Assignment
Would you filter these records and copy every line that has the word "IndexEntry"?

(Stored data entries)
%%

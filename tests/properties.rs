//! Property-based tests for history, versions and search

use std::collections::BTreeSet;
use std::time::Duration;

use chrono::{TimeZone, Utc};
use proptest::prelude::*;
use prompt_vault::{
    Fingerprint, IndexEntry, ItemId, ItemKind, ItemType, NewItem, RevisionStore, SearchIndex, SearchQuery,
    VersionPolicy,
};

const LABELS: [&str; 3] = ["a", "b", "c"];

fn store_with_item(content: &str) -> (RevisionStore, String) {
    let store = RevisionStore::in_memory();
    let item = NewItem::new(ItemKind::prompt(), "subject", "Subject")
        .into_item("ana", Utc::now())
        .unwrap();
    let path = item.path().to_string();
    store.create_item(item, content, "create").unwrap();
    (store, path)
}

fn version_strategy() -> impl Strategy<Value = String> {
    (
        0u64..4,
        0u64..4,
        0u64..4,
        prop::option::of("[a-z0-9]{1,4}(\\.[a-z0-9]{1,3})?"),
        any::<bool>(),
    )
        .prop_map(|(major, minor, patch, pre, prefix)| {
            let mut s = format!("{}{}.{}.{}", if prefix { "v" } else { "" }, major, minor, patch);
            if let Some(pre) = pre {
                s.push('-');
                s.push_str(&pre);
            }
            s
        })
}

fn entry_strategy() -> impl Strategy<Value = (u32, BTreeSet<String>)> {
    (
        0u32..10,
        prop::collection::btree_set(prop::sample::select(LABELS.to_vec()), 0..=3)
            .prop_map(|set| set.into_iter().map(str::to_string).collect::<BTreeSet<String>>()),
    )
}

fn build_index(rows: &[(u32, BTreeSet<String>)]) -> SearchIndex {
    let index = SearchIndex::new(Duration::from_secs(1));
    for (i, (minute, labels)) in rows.iter().enumerate() {
        let at = Utc.with_ymd_and_hms(2024, 5, 1, 9, *minute, 0).unwrap();
        let id = format!("ITEM{:03}", i);
        index
            .upsert(IndexEntry {
                id: ItemId::parse(&id).unwrap(),
                item_type: ItemType::Prompt,
                title: id.clone(),
                description: String::new(),
                slug: id.to_lowercase(),
                labels: labels.clone(),
                author: "ana".to_string(),
                created_at: at,
                updated_at: at,
                current_revision_ref: "r1".to_string(),
                content_fingerprint: Fingerprint::of(&id),
                revision_count: 1,
                latest_release: None,
                provider: None,
            })
            .unwrap();
    }
    index
}

/// History only ever grows at the front; earlier entries keep their order.
#[test]
fn prop_history_is_append_only() {
    proptest!(|(contents in prop::collection::vec(".{0,40}", 1..12))| {
        let (store, path) = store_with_item("seed");
        let mut previous = store.history(&path, usize::MAX).unwrap();

        for (i, content) in contents.iter().enumerate() {
            store.write(&path, content, &format!("edit {i}"), "ana").unwrap();
            let current = store.history(&path, usize::MAX).unwrap();

            prop_assert_eq!(current.len(), previous.len() + 1);
            prop_assert_eq!(&current[1..], &previous[..]);
            previous = current;
        }
    });
}

#[test]
fn prop_write_then_read_round_trips() {
    proptest!(|(content in any::<String>())| {
        let (store, path) = store_with_item("seed");
        store.write(&path, &content, "edit", "ana").unwrap();
        prop_assert_eq!(store.read(&path, None).unwrap(), content.clone());
        prop_assert!(store.fingerprint(&path, None).unwrap().verify(&content));
    });
}

#[test]
fn prop_version_compare_is_antisymmetric() {
    proptest!(|(a in version_strategy(), b in version_strategy())| {
        let ab = VersionPolicy::compare(&a, &b).unwrap();
        let ba = VersionPolicy::compare(&b, &a).unwrap();
        prop_assert_eq!(ab, -ba);
        prop_assert_eq!(VersionPolicy::compare(&a, &a).unwrap(), 0);
    });

    assert_eq!(VersionPolicy::compare("v1.0.0-rc", "v1.0.0").unwrap(), -1);
    assert_eq!(VersionPolicy::compare("v1.0.0", "v1.0.1").unwrap(), -1);
}

/// Following cursors visits every match exactly once for any page size.
#[test]
fn prop_pagination_is_complete() {
    proptest!(|(rows in prop::collection::vec(entry_strategy(), 0..30), page_size in 1usize..8, want in prop::sample::subsequence(LABELS.to_vec(), 0..=2))| {
        let index = build_index(&rows);
        let mut query = SearchQuery::new().limit(page_size);
        for label in &want {
            query = query.label(*label);
        }

        let expected: BTreeSet<String> = rows
            .iter()
            .enumerate()
            .filter(|(_, (_, labels))| want.iter().all(|l| labels.contains(*l)))
            .map(|(i, _)| format!("ITEM{:03}", i))
            .collect();

        let mut seen = Vec::new();
        let mut cursor = None;
        loop {
            let page = index.search(&query.clone().after(cursor)).unwrap();
            prop_assert!(page.items.len() <= page_size);
            seen.extend(page.items.iter().map(|e| e.id.to_string()));
            match page.next_cursor {
                Some(next) => cursor = Some(next),
                None => break,
            }
        }

        let unique: BTreeSet<String> = seen.iter().cloned().collect();
        prop_assert_eq!(unique.len(), seen.len());
        prop_assert_eq!(unique, expected);
    });
}

#[test]
fn prop_label_filter_is_conjunctive() {
    proptest!(|(rows in prop::collection::vec(entry_strategy(), 1..30))| {
        let index = build_index(&rows);
        let page = index
            .search(&SearchQuery::new().label("a").label("b").limit(100))
            .unwrap();

        for entry in &page.items {
            prop_assert!(entry.labels.contains("a") && entry.labels.contains("b"));
        }
        let matching = rows
            .iter()
            .filter(|(_, l)| l.contains("a") && l.contains("b"))
            .count();
        prop_assert_eq!(page.items.len(), matching);
    });
}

%%

Answer space
    Fingerprint, IndexEntry, ItemId, ItemKind, ItemType, NewItem, RevisionStore, SearchIndex, SearchQuery,
            .upsert(IndexEntry {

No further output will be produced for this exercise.